This week in the world of sports science, here’s what happened…
- How to avoid lower back pain from RDL’s
- Does magnesium glycinate help you sleep?
- Is the Apple Watch accurate at heart rate tracking?
How to avoid lower back pain from RDL’s
The Romanian Deadlift (RDL) is a fantastic hamstring exercise for posterior chain development. However, it is commonly performed incorrectly, potentially leading to lower back pain. Last week, Matt Casturo of The Movement System released an excellent video clip on the correct technique of the RDL.

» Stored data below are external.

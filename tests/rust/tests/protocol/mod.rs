//! ProtocolClient tests against scripted servers
//!
//! Connect semantics, request correlation and capability caching.

mod requests;

use std::sync::Arc;
use std::time::Duration;

use cmdmux_core::EventBus;
use cmdmux_mcp::{ClientSettings, ConnectOptions, ProtocolClient};
use tests::MockConnector;

/// Client over `names`, all resolved through `connector`
pub fn client(
    connector: &Arc<MockConnector>,
    names: &[&str],
    settings: ClientSettings,
) -> (ProtocolClient, EventBus) {
    let bus = EventBus::new();
    let servers = names
        .iter()
        .map(|name| (name.to_string(), connector.as_connector()));
    let client = ProtocolClient::new(servers, settings, bus.sender());
    (client, bus)
}

pub fn options(timeout_ms: u64) -> ConnectOptions {
    ConnectOptions::new(Duration::from_millis(timeout_ms))
}

/// Client with every server in `names` served and connected
pub async fn connected(
    names: &[&str],
    settings: ClientSettings,
) -> (ProtocolClient, EventBus, Arc<MockConnector>) {
    let connector = MockConnector::new();
    for name in names {
        connector.serve(name);
    }
    let (client, bus) = client(&connector, names, settings);
    let report = client.connect(None, options(1_000)).await.unwrap();
    assert!(report.is_complete());
    (client, bus, connector)
}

The video details the importance of the knee position and shin angle relative to the ground during the RDL. Failure to keep the knees stable and having a negative shin angle during the RDL can cause the lower back to take the brunt of the load rather than the hamstrings and glutes, which we don’t want!
This video is well worth checking out and will help your ability to effectively perform and/or coach the RDL.
Does magnesium glycinate help you sleep?
Unfortunately, a recent article on magnesium and sleep ultimately ruled most evidence to be anecdotal. However, the article did state “magnesium glycinate can help alleviate depressive symptoms and by extension, the same mechanism could potentially improve overall sleep quality”. It is also worth noting that a scientific review last year showed magnesium can improve sleep quality, but far greater research is needed.
So, what’s the final verdict on magnesium glycinate helping you sleep? Let’s sit on the fence and wait until much more concrete scientific evidence is published.
Is the Apple Watch accurate at heart rate tracking?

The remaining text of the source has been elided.